Married couples in West Virginia usually share much more than their last names. From homes to groceries to favorite TV shows, much of marriage seems to be based on shared assets and activities. However, after witnessing their parents and friends’ parents go through sometimes bitter divorce proceedings, many millennials are much more cautious when it comes to marriage. These young adults are doing things a little differently than past generations in order to protect their financial assets. Unfortunately, these efforts may not be as effective during property division as some might think.
A recent study from Bank of America determined that 28% of married millennial couples are choosing to keep their money apart in separate bank accounts. This is more than twice the number of baby boomer and Gen X couples who do the same.
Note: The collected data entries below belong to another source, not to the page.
//! # taskpool
//!
//! A cooperative worker-thread pool with a priority scheduler, task
//! dependencies, task groups, sequence runners, delayed and periodic tasks,
//! and shared/exclusive locks with deadlock diagnostics.
//!
//! ## Architecture Overview
//!
//! - **[`scheduler`]**: the [`Scheduler`] facade, the task registry, the ready
//!   queues (HIGH > MEDIUM > LOW > IDLE), the dependency graph, the timer
//!   thread and the host loop that delivers callbacks
//! - **[`pool`]**: worker threads and the monitor that expands the pool, retires
//!   idle workers and flags blocked ones
//! - **[`task`]**: tasks, payloads, completion handles and lifecycle callbacks
//! - **[`group`]**: [`TaskGroup`] (all-or-nothing batches) and
//!   [`SequenceRunner`] (strict submission order)
//! - **[`locks`]**: [`AsyncLock`] and the [`LockManager`] deadlock detector
//! - **[`config`]**: pool sizing and timing, loadable from TOML
//!
//! ## Quick Start
//!
//! ```rust,no_run
//! use taskpool::{PoolConfig, Priority, Scheduler};
//!
//! fn main() -> anyhow::Result<()> {
//!     let scheduler = Scheduler::new(PoolConfig::new(1, 4))?;
//!
//!     let fetch = scheduler.create_task("fetch", |_| Ok(serde_json::json!(21)));
//!     let handle = scheduler.execute(&fetch, Priority::High)?;
//!     let double = scheduler.submit(|_| Ok(serde_json::json!(42)), Priority::Low, &[fetch.id()])?;
//!
//!     assert_eq!(handle.wait()?, serde_json::json!(21));
//!     assert_eq!(double.wait()?, serde_json::json!(42));
//!     scheduler.shutdown();
//!     Ok(())
//! }
//! ```

/// Pool sizing and timing configuration.
pub mod config;

/// Error types for scheduler operations, task executions and locks.
pub mod error;

/// Task groups and sequence runners.
pub mod group;

/// Cooperative shared/exclusive locks and deadlock detection.
pub mod locks;

/// Worker threads and pool monitoring.
pub mod pool;

/// The scheduler and its supporting machinery.
pub mod scheduler;

/// Task model: records, payloads, handles and listeners.
pub mod task;

pub use config::PoolConfig;
pub use error::{LockError, Result, TaskError, TaskPoolError};
pub use group::{SequenceRunner, TaskGroup};
pub use locks::{AbortSignal, AsyncLock, LockGuard, LockManager, LockMode, LockOptions};
pub use pool::{WorkerId, WorkerState};
pub use scheduler::{PoolInfo, Scheduler};
pub use task::{
    CompletionSink, DurationKind, GroupHandle, LoggingEventHandler, Priority, Task, TaskContext,
    TaskEvent, TaskEventHandler, TaskHandle, TaskId, TaskState, TaskType, TaskValue,
};
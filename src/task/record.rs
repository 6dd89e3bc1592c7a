//! Task records.
//!
//! Every task lives in the scheduler registry as an `Arc<TaskInner>`. The
//! record carries an explicit in-flight counter (`ref_count`) next to the
//! `Arc`: each pending execution and each owning group holds one count. A
//! record is reclaimed from the registry exactly once, when the counter is zero
//! and every external [`Task`] handle has been dropped.

use crate::error::{Result, TaskPoolError};
use crate::scheduler::Shared;
use crate::scheduler::timers::TimerId;
use crate::task::handle::Resolver;
use crate::task::listener::CompletionSink;
use crate::task::payload::{Payload, TaskContext};
use crate::task::types::*;
use parking_lot::Mutex;
use std::sync::atomic::{AtomicBool, AtomicU32, AtomicU64, Ordering};
use std::sync::{Arc, Weak};
use std::time::{Duration, Instant};

/// Mutable per-execution data of a task
pub(crate) struct ExecutionSlot {
    pub(crate) priority: Priority,
    pub(crate) resolver: Option<Resolver<TaskValue>>,
    pub(crate) sink: Option<Arc<dyn CompletionSink>>,
    pub(crate) timer: Option<TimerId>,
    pub(crate) interval: Option<Duration>,
    pub(crate) enqueued_at: Option<Instant>,
    /// Whether the latest completed execution succeeded
    pub(crate) last_success: Option<bool>,
}

pub(crate) struct TaskInner {
    pub(crate) id: TaskId,
    pub(crate) name: String,
    payload: Arc<dyn Payload>,
    long_running: bool,
    kind: AtomicTaskType,
    state: AtomicTaskState,
    ref_count: AtomicU32,
    released: AtomicBool,
    reclaimed: AtomicBool,
    group: AtomicU64,
    runner: AtomicU64,
    pub(crate) slot: Mutex<ExecutionSlot>,
}

impl TaskInner {
    pub(crate) fn new(
        name: impl Into<String>,
        payload: Arc<dyn Payload>,
        kind: TaskType,
    ) -> Self {
        Self {
            id: TaskId::next(),
            name: name.into(),
            payload,
            long_running: kind == TaskType::LongRunning,
            kind: AtomicTaskType::new(kind),
            state: AtomicTaskState::new(TaskState::NotFound),
            ref_count: AtomicU32::new(0),
            released: AtomicBool::new(false),
            reclaimed: AtomicBool::new(false),
            group: AtomicU64::new(0),
            runner: AtomicU64::new(0),
            slot: Mutex::new(ExecutionSlot {
                priority: Priority::default(),
                resolver: None,
                sink: None,
                timer: None,
                interval: None,
                enqueued_at: None,
                last_success: None,
            }),
        }
    }

    pub(crate) fn state(&self) -> TaskState {
        self.state.load()
    }

    pub(crate) fn set_state(&self, state: TaskState) {
        self.state.store(state);
    }

    pub(crate) fn transition(&self, from: TaskState, to: TaskState) -> std::result::Result<(), TaskState> {
        self.state.transition(from, to)
    }

    pub(crate) fn task_type(&self) -> TaskType {
        self.kind.load()
    }

    pub(crate) fn set_task_type(&self, kind: TaskType) {
        self.kind.store(kind);
    }

    pub(crate) fn is_long_running(&self) -> bool {
        self.long_running
    }

    pub(crate) fn is_periodic(&self) -> bool {
        self.task_type() == TaskType::Periodic
    }

    pub(crate) fn priority(&self) -> Priority {
        self.slot.lock().priority
    }

    pub(crate) fn group_id(&self) -> Option<GroupId> {
        match self.group.load(Ordering::Acquire) {
            0 => None,
            raw => Some(GroupId::from_raw(raw)),
        }
    }

    pub(crate) fn set_group(&self, group: GroupId) {
        self.group.store(group.as_u64(), Ordering::Release);
    }

    pub(crate) fn runner_id(&self) -> Option<RunnerId> {
        match self.runner.load(Ordering::Acquire) {
            0 => None,
            raw => Some(RunnerId::from_raw(raw)),
        }
    }

    pub(crate) fn set_runner(&self, runner: RunnerId) {
        self.runner.store(runner.as_u64(), Ordering::Release);
    }

    pub(crate) fn clear_runner(&self) {
        self.runner.store(0, Ordering::Release);
    }

    /// Whether the task may still be attached to a group or runner
    pub(crate) fn is_unowned(&self) -> bool {
        self.group_id().is_none() && self.runner_id().is_none()
    }

    pub(crate) fn invoke(&self, ctx: &TaskContext) -> anyhow::Result<TaskValue> {
        self.payload.invoke(ctx)
    }

    pub(crate) fn retain(&self) {
        self.ref_count.fetch_add(1, Ordering::SeqCst);
    }

    /// Drop one in-flight count and return the remaining count
    pub(crate) fn release_ref(&self) -> u32 {
        let previous = self.ref_count.fetch_sub(1, Ordering::SeqCst);
        if previous == 0 {
            panic!("reference count of task {} dropped below zero", self.id);
        }
        previous - 1
    }

    pub(crate) fn ref_count(&self) -> u32 {
        self.ref_count.load(Ordering::SeqCst)
    }

    pub(crate) fn mark_released(&self) {
        self.released.store(true, Ordering::SeqCst);
    }

    /// Claim the right to reclaim this record. Succeeds for exactly one caller.
    pub(crate) fn try_claim_reclaim(&self) -> bool {
        if !self.released.load(Ordering::SeqCst) || self.ref_count() != 0 {
            return false;
        }
        self.reclaimed
            .compare_exchange(false, true, Ordering::SeqCst, Ordering::SeqCst)
            .is_ok()
    }
}

/// A task constructed by the caller.
///
/// Cloning is cheap and yields another handle to the same task. The record is
/// reclaimed once every clone is dropped and no execution is in flight.
#[derive(Clone)]
pub struct Task {
    handle: Arc<TaskRef>,
}

struct TaskRef {
    inner: Arc<TaskInner>,
    shared: Weak<Shared>,
}

impl Drop for TaskRef {
    fn drop(&mut self) {
        self.inner.mark_released();
        if let Some(shared) = self.shared.upgrade() {
            shared.maybe_reclaim(&self.inner);
        }
    }
}

impl Task {
    pub(crate) fn new(inner: Arc<TaskInner>, shared: Weak<Shared>) -> Self {
        Self {
            handle: Arc::new(TaskRef { inner, shared }),
        }
    }

    pub(crate) fn inner(&self) -> &Arc<TaskInner> {
        &self.handle.inner
    }

    pub fn id(&self) -> TaskId {
        self.handle.inner.id
    }

    pub fn name(&self) -> &str {
        &self.handle.inner.name
    }

    pub fn state(&self) -> TaskState {
        self.handle.inner.state()
    }

    pub fn task_type(&self) -> TaskType {
        self.handle.inner.task_type()
    }

    /// Priority of the latest execution
    pub fn priority(&self) -> Priority {
        self.handle.inner.priority()
    }

    pub fn is_long_running(&self) -> bool {
        self.handle.inner.is_long_running()
    }

    /// Whether the latest execution has ended, successfully or not
    pub fn is_done(&self) -> bool {
        self.state().is_terminal()
    }

    pub fn group_id(&self) -> Option<GroupId> {
        self.handle.inner.group_id()
    }

    pub fn runner_id(&self) -> Option<RunnerId> {
        self.handle.inner.runner_id()
    }

    /// Attach the lifecycle callbacks. Only allowed while the task is not
    /// queued, delayed or running.
    pub fn set_completion_sink(&self, sink: Arc<dyn CompletionSink>) -> Result<()> {
        let inner = &self.handle.inner;
        match inner.state() {
            TaskState::NotFound | TaskState::Finished => {
                inner.slot.lock().sink = Some(sink);
                Ok(())
            }
            other => Err(TaskPoolError::validation(format!(
                "cannot attach a completion sink to task {} while it is {}",
                inner.id, other
            ))),
        }
    }
}

impl std::fmt::Debug for Task {
    fn fmt(&self, f: &mut std::fmt::Formatter<'_>) -> std::fmt::Result {
        f.debug_struct("Task")
            .field("id", &self.id())
            .field("name", &self.name())
            .field("state", &self.state())
            .field("type", &self.task_type())
            .finish()
    }
}
//! Completion handles.
//!
//! A [`Completion`] is the receiving half of a one-shot result slot. It can be
//! awaited as a `Future` or waited on from a plain thread. The sending half,
//! [`Resolver`], rejects with [`TaskError::Canceled`] if dropped unresolved.

use crate::error::TaskError;
use crate::task::types::{TaskId, TaskOutcome, TaskValue};
use futures::task::AtomicWaker;
use parking_lot::{Condvar, Mutex};
use std::future::Future;
use std::pin::Pin;
use std::sync::Arc;
use std::task::{Context, Poll};
use std::time::{Duration, Instant};

struct Slot<V> {
    value: Mutex<Option<Result<V, TaskError>>>,
    ready: Condvar,
    waker: AtomicWaker,
}

/// Receiving half of a result slot
pub struct Completion<V> {
    id: u64,
    slot: Arc<Slot<V>>,
}

/// Sending half of a result slot
pub(crate) struct Resolver<V> {
    slot: Option<Arc<Slot<V>>>,
}

/// Handle for a single task execution
pub type TaskHandle = Completion<TaskValue>;

/// Handle for one execution of a task group; resolves with the member
/// outcomes in the order the members were added.
pub type GroupHandle = Completion<Vec<TaskOutcome>>;

pub(crate) fn channel<V>(id: u64) -> (Resolver<V>, Completion<V>) {
    let slot = Arc::new(Slot {
        value: Mutex::new(None),
        ready: Condvar::new(),
        waker: AtomicWaker::new(),
    });
    (
        Resolver {
            slot: Some(slot.clone()),
        },
        Completion { id, slot },
    )
}

impl<V> Resolver<V> {
    pub(crate) fn resolve(mut self, result: Result<V, TaskError>) {
        if let Some(slot) = self.slot.take() {
            Self::fill(&slot, result);
        }
    }

    fn fill(slot: &Slot<V>, result: Result<V, TaskError>) {
        {
            let mut value = slot.value.lock();
            if value.is_none() {
                *value = Some(result);
            }
        }
        slot.ready.notify_all();
        slot.waker.wake();
    }
}

impl<V> Drop for Resolver<V> {
    fn drop(&mut self) {
        if let Some(slot) = self.slot.take() {
            Self::fill(&slot, Err(TaskError::Canceled));
        }
    }
}

impl<V> Completion<V> {
    /// Id of the task or group this handle belongs to
    pub fn raw_id(&self) -> u64 {
        self.id
    }

    /// Whether the result is available
    pub fn is_ready(&self) -> bool {
        self.slot.value.lock().is_some()
    }

    /// Block the current thread until the result is available
    pub fn wait(self) -> Result<V, TaskError> {
        let mut value = self.slot.value.lock();
        loop {
            if let Some(result) = value.take() {
                return result;
            }
            self.slot.ready.wait(&mut value);
        }
    }

    /// Block for at most `timeout`; gives the handle back when it elapses
    pub fn wait_timeout(self, timeout: Duration) -> Result<Result<V, TaskError>, Self> {
        let deadline = Instant::now() + timeout;
        {
            let mut value = self.slot.value.lock();
            loop {
                if let Some(result) = value.take() {
                    return Ok(result);
                }
                if self.slot.ready.wait_until(&mut value, deadline).timed_out() {
                    if let Some(result) = value.take() {
                        return Ok(result);
                    }
                    break;
                }
            }
        }
        Err(self)
    }
}

impl TaskHandle {
    pub fn task_id(&self) -> TaskId {
        TaskId::from_raw(self.id)
    }
}

impl<V> Future for Completion<V> {
    type Output = Result<V, TaskError>;

    fn poll(self: Pin<&mut Self>, cx: &mut Context<'_>) -> Poll<Self::Output> {
        self.slot.waker.register(cx.waker());
        match self.slot.value.lock().take() {
            Some(result) => Poll::Ready(result),
            None => Poll::Pending,
        }
    }
}

impl<V> std::fmt::Debug for Completion<V> {
    fn fmt(&self, f: &mut std::fmt::Formatter<'_>) -> std::fmt::Result {
        f.debug_struct("Completion")
            .field("id", &self.id)
            .field("ready", &self.is_ready())
            .finish()
    }
}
The increased use of separate bank accounts could be partially due to new technology that makes it easier to quickly and immediately transfer money. This does not tell the whole story, though.
A significant number of millennials believe that keeping assets separate during marriage is the key to successful property division. The common belief is that having an asset in only one person’s name means that it will be separate property. This is not how family law works, though. Even if an asset only has only one person’s name — including things like homes, bank accounts and debt — if it was acquired during the marriage, then it is usually considered marital property. This means it does not mean if a couple had separate bank accounts, the funds in those accounts will still be marital property that has to be addressed during property division.
Some West Virginia couples might be disappointed to find out that the actions they took to protect their finances in the event of a divorce were not sufficient. However, young adults do have options for protecting their property. Signing either a prenuptial or postnuptial agreement that outlines which property is separate and which is marital can be extremely helpful, and it also gives a couple the opportunity to discuss topics that they might otherwise bring up. Perhaps most importantly, it protects both people’s assets during property division.